Virtual : Archived Presentations
WILLIAM MONROE TROTTER AND THE BIRTH OF A MOVEMENT
Virtual Lecture

William Monroe Trotter (1872-1934) links the abolitionist Boston of Frederick Douglass to the rhetorically rich time of the Boston-educated Dr. Martin Luther King, Trotter stands tall, proud, and erect in a no-apology, fully American position grounded in the earth of Monticello, from whence his maternal forebears came. A firebrand newspaper editor, Trotter was an international proponent of Black Lives Matter, well before the term was coined. In the 21st century, Trotter is receiving much-deserved political appreciation and prominence.
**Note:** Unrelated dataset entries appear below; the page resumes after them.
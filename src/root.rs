//! Safeguarded scalar root finding.
//!
//! Two bracketing solvers share a [`Bracket`]:
//!
//! - [`newton_safe`] — Newton–Raphson that bisects whenever the derivative is
//!   unusable or the Newton step would leave the bracket. The bracket shrinks
//!   after every evaluation, so the iterate can never escape it.
//! - [`brent`] — derivative-free Brent–Dekker (inverse quadratic / secant with
//!   bisection fallback). Guaranteed to converge on a valid bracket.
//!
//! [`find_root`] chains them: Newton first, Brent on the surviving bracket if
//! Newton exhausts its budget.

use serde::{Deserialize, Serialize};

use crate::error::{self, VolSliceError};

/// An interval `[lo, hi]` on which the function changes sign.
///
/// Function values at both ends are cached so solvers can start without
/// re-evaluating.
#[derive(Debug, Clone, Copy, PartialEq)]
pub struct Bracket {
    pub lo: f64,
    pub hi: f64,
    pub f_lo: f64,
    pub f_hi: f64,
}

impl Bracket {
    /// Evaluate `f` at both ends and check for a sign change.
    ///
    /// # Errors
    /// Returns [`VolSliceError::InvalidInput`] if the ends are not finite or
    /// `lo >= hi`, and [`VolSliceError::NoSignChange`] if `f(lo)` and `f(hi)`
    /// share a sign (or either is NaN).
    pub fn new<F>(f: F, lo: f64, hi: f64) -> error::Result<Self>
    where
        F: Fn(f64) -> f64,
    {
        if !lo.is_finite() || !hi.is_finite() || lo >= hi {
            return Err(VolSliceError::InvalidInput {
                message: format!("bracket must satisfy lo < hi with finite ends, got [{lo}, {hi}]"),
            });
        }
        Self::from_values(lo, hi, f(lo), f(hi))
    }

    /// Build a bracket from already-evaluated end points.
    ///
    /// # Errors
    /// Returns [`VolSliceError::NoSignChange`] if the values do not straddle zero.
    pub fn from_values(lo: f64, hi: f64, f_lo: f64, f_hi: f64) -> error::Result<Self> {
        let straddles = (f_lo <= 0.0 && f_hi >= 0.0) || (f_lo >= 0.0 && f_hi <= 0.0);
        if !straddles {
            return Err(VolSliceError::NoSignChange { lo, hi, f_lo, f_hi });
        }
        Ok(Self { lo, hi, f_lo, f_hi })
    }

    pub fn width(&self) -> f64 {
        self.hi - self.lo
    }

    pub fn midpoint(&self) -> f64 {
        0.5 * (self.lo + self.hi)
    }

    /// Strict interior test.
    pub fn contains(&self, x: f64) -> bool {
        x > self.lo && x < self.hi
    }

    /// Replace whichever end shares the sign of `fx` with `x`.
    fn shrink(&mut self, x: f64, fx: f64) {
        if (fx > 0.0) == (self.f_lo > 0.0) {
            self.lo = x;
            self.f_lo = fx;
        } else {
            self.hi = x;
            self.f_hi = fx;
        }
    }
}

/// Tolerances and budget for a 1D solver run.
#[derive(Debug, Clone, Copy, PartialEq, Serialize, Deserialize)]
pub struct RootConfig {
    /// Stop when `|f(x)| <= residual_tol`.
    pub residual_tol: f64,
    /// Stop when the step (Newton) or half-bracket (Brent) falls below this.
    pub step_tol: f64,
    /// Maximum number of iterations.
    pub max_iter: usize,
}

impl Default for RootConfig {
    fn default() -> Self {
        Self {
            residual_tol: 1e-12,
            step_tol: 1e-12,
            max_iter: 100,
        }
    }
}

/// Outcome of a single solver run.
#[derive(Debug, Clone, Copy, PartialEq)]
pub struct RootSolution {
    /// Best root estimate.
    pub root: f64,
    /// Iterations performed.
    pub iterations: usize,
    /// Whether a stopping tolerance was met within the budget.
    pub converged: bool,
    /// Bracket at termination (still encloses the root).
    pub bracket: Bracket,
}

/// Outcome of [`find_root`], with the Newton and fallback phases reported apart.
#[derive(Debug, Clone, Copy, PartialEq)]
pub struct RootReport {
    pub root: f64,
    pub newton_iterations: usize,
    pub fallback_iterations: usize,
    pub converged: bool,
}

/// Derivatives smaller than this switch the Newton iteration to bisection.
const MIN_DERIVATIVE: f64 = 1e-12;

/// Safeguarded Newton–Raphson inside `bracket`.
///
/// `f_df` returns `(f(x), f'(x))`. The starting point is clamped into the
/// bracket. Each iteration evaluates once, shrinks the bracket, then takes the
/// Newton step if it stays strictly inside the bracket and bisects otherwise.
pub fn newton_safe<F>(f_df: F, x0: f64, bracket: Bracket, config: &RootConfig) -> RootSolution
where
    F: Fn(f64) -> (f64, f64),
{
    let mut bracket = bracket;
    let mut x = if x0.is_finite() {
        x0.clamp(bracket.lo, bracket.hi)
    } else {
        bracket.midpoint()
    };

    for iter in 0..config.max_iter {
        let (fx, dfx) = f_df(x);
        if fx.abs() <= config.residual_tol {
            return RootSolution {
                root: x,
                iterations: iter + 1,
                converged: true,
                bracket,
            };
        }
        bracket.shrink(x, fx);

        let candidate = if dfx.is_finite() && dfx.abs() >= MIN_DERIVATIVE {
            let newton = x - fx / dfx;
            if newton.is_finite() && bracket.contains(newton) {
                newton
            } else {
                bracket.midpoint()
            }
        } else {
            bracket.midpoint()
        };

        if (candidate - x).abs() <= config.step_tol {
            return RootSolution {
                root: candidate,
                iterations: iter + 1,
                converged: true,
                bracket,
            };
        }
        x = candidate;
    }

    RootSolution {
        root: x,
        iterations: config.max_iter,
        converged: false,
        bracket,
    }
}

/// Brent's method on a sign-changing bracket.
///
/// Combines bisection, secant, and inverse quadratic interpolation. Converges
/// when the half-width of the enclosing interval drops below
/// `2·ε·|b| + step_tol/2` or the residual meets `residual_tol`.
pub fn brent<F>(f: F, bracket: Bracket, config: &RootConfig) -> RootSolution
where
    F: Fn(f64) -> f64,
{
    let (mut a, mut fa) = (bracket.lo, bracket.f_lo);
    let (mut b, mut fb) = (bracket.hi, bracket.f_hi);
    let done = |root: f64, iterations: usize, converged: bool, a: f64, fa: f64, b: f64, fb: f64| {
        let (lo, f_lo, hi, f_hi) = if a <= b {
            (a, fa, b, fb)
        } else {
            (b, fb, a, fa)
        };
        RootSolution {
            root,
            iterations,
            converged,
            bracket: Bracket { lo, hi, f_lo, f_hi },
        }
    };

    if fa == 0.0 {
        return done(a, 0, true, a, fa, b, fb);
    }
    if fb == 0.0 {
        return done(b, 0, true, a, fa, b, fb);
    }

    let mut c = a;
    let mut fc = fa;
    let mut d = b - a;
    let mut e = d;

    for iter in 0..config.max_iter {
        if (fb > 0.0) == (fc > 0.0) {
            c = a;
            fc = fa;
            d = b - a;
            e = d;
        }
        if fc.abs() < fb.abs() {
            a = b;
            b = c;
            c = a;
            fa = fb;
            fb = fc;
            fc = fa;
        }
        let tol = 2.0 * f64::EPSILON * b.abs() + 0.5 * config.step_tol;
        let xm = 0.5 * (c - b);
        if xm.abs() <= tol || fb.abs() <= config.residual_tol {
            return done(b, iter, true, b, fb, c, fc);
        }
        if e.abs() >= tol && fa.abs() > fb.abs() {
            let s = fb / fa;
            let (p, q) = if a == c {
                (2.0 * xm * s, 1.0 - s)
            } else {
                let q = fa / fc;
                let r = fb / fc;
                (
                    s * (2.0 * xm * q * (q - r) - (b - a) * (r - 1.0)),
                    (q - 1.0) * (r - 1.0) * (s - 1.0),
                )
            };
            let (p, q) = if p > 0.0 { (p, -q) } else { (-p, q) };
            if 2.0 * p < (3.0 * xm * q - (tol * q).abs()).min((e * q).abs()) {
                e = d;
                d = p / q;
            } else {
                d = xm;
                e = d;
            }
        } else {
            d = xm;
            e = d;
        }
        a = b;
        fa = fb;
        b += if d.abs() > tol {
            d
        } else if xm > 0.0 {
            tol
        } else {
            -tol
        };
        fb = f(b);
    }

    done(b, config.max_iter, false, b, fb, c, fc)
}

/// Newton first, Brent on the surviving bracket if Newton runs out of budget.
///
/// Used when the caller already holds a validated bracket.
pub fn polish<F, G>(
    f_df: F,
    f: G,
    x0: f64,
    bracket: Bracket,
    newton: &RootConfig,
    fallback: &RootConfig,
) -> RootReport
where
    F: Fn(f64) -> (f64, f64),
    G: Fn(f64) -> f64,
{
    let n = newton_safe(f_df, x0, bracket, newton);
    if n.converged {
        return RootReport {
            root: n.root,
            newton_iterations: n.iterations,
            fallback_iterations: 0,
            converged: true,
        };
    }
    let b = brent(f, n.bracket, fallback);
    RootReport {
        root: b.root,
        newton_iterations: n.iterations,
        fallback_iterations: b.iterations,
        converged: b.converged,
    }
}

/// Find a root of `f` on `[lo, hi]`, starting Newton from `x0`.
///
/// # Errors
/// Returns [`VolSliceError::NoSignChange`] when `[lo, hi]` does not bracket a
/// root, and [`VolSliceError::InvalidInput`] for a malformed interval.
///
/// # Examples
/// ```
/// use volslice::root::{find_root, RootConfig};
///
/// let cfg = RootConfig::default();
/// let r = find_root(|x| (x * x - 2.0, 2.0 * x), |x| x * x - 2.0, 1.0, 0.0, 2.0, &cfg, &cfg)?;
/// assert!(r.converged);
/// assert!((r.root - 2.0_f64.sqrt()).abs() < 1e-10);
/// # Ok::<(), volslice::VolSliceError>(())
/// ```
pub fn find_root<F, G>(
    f_df: F,
    f: G,
    x0: f64,
    lo: f64,
    hi: f64,
    newton: &RootConfig,
    fallback: &RootConfig,
) -> error::Result<RootReport>
where
    F: Fn(f64) -> (f64, f64),
    G: Fn(f64) -> f64,
{
    let bracket = Bracket::new(&f, lo, hi)?;
    Ok(polish(f_df, f, x0, bracket, newton, fallback))
}

#[cfg(test)]
mod tests {
    use super::*;
    use approx::assert_abs_diff_eq;

    fn cubic(x: f64) -> f64 {
        x * x * x - 2.0 * x - 5.0
    }

    fn cubic_df(x: f64) -> (f64, f64) {
        (cubic(x), 3.0 * x * x - 2.0)
    }

    const CUBIC_ROOT: f64 = 2.094_551_481_542_326_6;

    #[test]
    fn bracket_rejects_same_sign() {
        let r = Bracket::new(|x| x * x + 1.0, -1.0, 1.0);
        assert!(matches!(r, Err(VolSliceError::NoSignChange { .. })));
    }

    #[test]
    fn bracket_rejects_inverted_interval() {
        let r = Bracket::new(|x| x, 1.0, -1.0);
        assert!(matches!(r, Err(VolSliceError::InvalidInput { .. })));
    }

    #[test]
    fn bracket_rejects_nan_values() {
        let r = Bracket::from_values(0.0, 1.0, f64::NAN, 1.0);
        assert!(matches!(r, Err(VolSliceError::NoSignChange { .. })));
    }

    #[test]
    fn bracket_accepts_zero_end() {
        assert!(Bracket::from_values(0.0, 1.0, 0.0, 3.0).is_ok());
        assert!(Bracket::from_values(0.0, 1.0, 2.0, -3.0).is_ok());
    }

    #[test]
    fn newton_safe_converges_on_cubic() {
        let b = Bracket::new(cubic, 2.0, 3.0).unwrap();
        let s = newton_safe(cubic_df, 2.5, b, &RootConfig::default());
        assert!(s.converged);
        assert_abs_diff_eq!(s.root, CUBIC_ROOT, epsilon = 1e-10);
        assert!(s.iterations < 10);
    }

    #[test]
    fn newton_safe_bisects_on_flat_derivative() {
        // Derivative reported as zero everywhere: pure bisection.
        let b = Bracket::new(cubic, 2.0, 3.0).unwrap();
        let cfg = RootConfig {
            residual_tol: 1e-10,
            step_tol: 1e-10,
            max_iter: 200,
        };
        let s = newton_safe(|x| (cubic(x), 0.0), 2.0, b, &cfg);
        assert!(s.converged);
        assert_abs_diff_eq!(s.root, CUBIC_ROOT, epsilon = 1e-8);
    }

    #[test]
    fn newton_safe_keeps_bracket_valid() {
        let b = Bracket::new(cubic, 0.0, 10.0).unwrap();
        let cfg = RootConfig {
            max_iter: 3,
            ..RootConfig::default()
        };
        let s = newton_safe(cubic_df, 0.1, b, &cfg);
        assert!(!s.converged);
        assert!(s.bracket.f_lo <= 0.0 && s.bracket.f_hi >= 0.0);
        assert!(s.bracket.lo <= CUBIC_ROOT && CUBIC_ROOT <= s.bracket.hi);
        assert!(s.bracket.width() < 10.0);
    }

    #[test]
    fn newton_safe_handles_decreasing_function() {
        let f = |x: f64| 1.0 - x * x;
        let b = Bracket::new(f, 0.0, 3.0).unwrap();
        let s = newton_safe(|x| (f(x), -2.0 * x), 2.5, b, &RootConfig::default());
        assert!(s.converged);
        assert_abs_diff_eq!(s.root, 1.0, epsilon = 1e-10);
    }

    #[test]
    fn brent_converges_on_cubic() {
        let b = Bracket::new(cubic, 2.0, 3.0).unwrap();
        let s = brent(cubic, b, &RootConfig::default());
        assert!(s.converged);
        assert_abs_diff_eq!(s.root, CUBIC_ROOT, epsilon = 1e-10);
    }

    #[test]
    fn brent_handles_root_at_endpoint() {
        let b = Bracket::new(|x| x - 1.0, 1.0, 2.0).unwrap();
        let s = brent(|x| x - 1.0, b, &RootConfig::default());
        assert!(s.converged);
        assert_eq!(s.root, 1.0);
        assert_eq!(s.iterations, 0);
    }

    #[test]
    fn brent_reports_exhausted_budget() {
        let b = Bracket::new(cubic, -10.0, 10.0).unwrap();
        let cfg = RootConfig {
            max_iter: 2,
            ..RootConfig::default()
        };
        let s = brent(cubic, b, &cfg);
        assert!(!s.converged);
        assert_eq!(s.iterations, 2);
    }

    #[test]
    fn polish_escalates_to_brent() {
        let b = Bracket::new(cubic, 0.0, 10.0).unwrap();
        let newton = RootConfig {
            max_iter: 1,
            ..RootConfig::default()
        };
        let r = polish(cubic_df, cubic, 0.1, b, &newton, &RootConfig::default());
        assert!(r.converged);
        assert_eq!(r.newton_iterations, 1);
        assert!(r.fallback_iterations > 0);
        assert_abs_diff_eq!(r.root, CUBIC_ROOT, epsilon = 1e-10);
    }

    #[test]
    fn find_root_fails_explicitly_without_sign_change() {
        let cfg = RootConfig::default();
        let r = find_root(|x| (x * x + 1.0, 2.0 * x), |x| x * x + 1.0, 0.0, -1.0, 1.0, &cfg, &cfg);
        assert!(matches!(r, Err(VolSliceError::NoSignChange { .. })));
    }
}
In 2017, the award-winning documentary film, Birth of a Movement, paid homage to Trotter's brave crusade, in Boston Common and at the Tremont Theater, against the pro-lynching film, The Birth of a Nation, which birthed Hollywood. At the start of 2020, Random House published Black Radical: The Life and Times of William Monroe Trotter by Kerri K. Greenidge.
Barbara Brewster Lewis, a cultural historian and a guide at Boston By Foot, directed the Trotter Institute at UMass Boston from 2004 to 2019. This evening she is taking us on a tour of Trotter's Boston, from Beacon Hill, to the South End, from Hyde Park, Cambridge, and Downtown Crossing to Dorchester.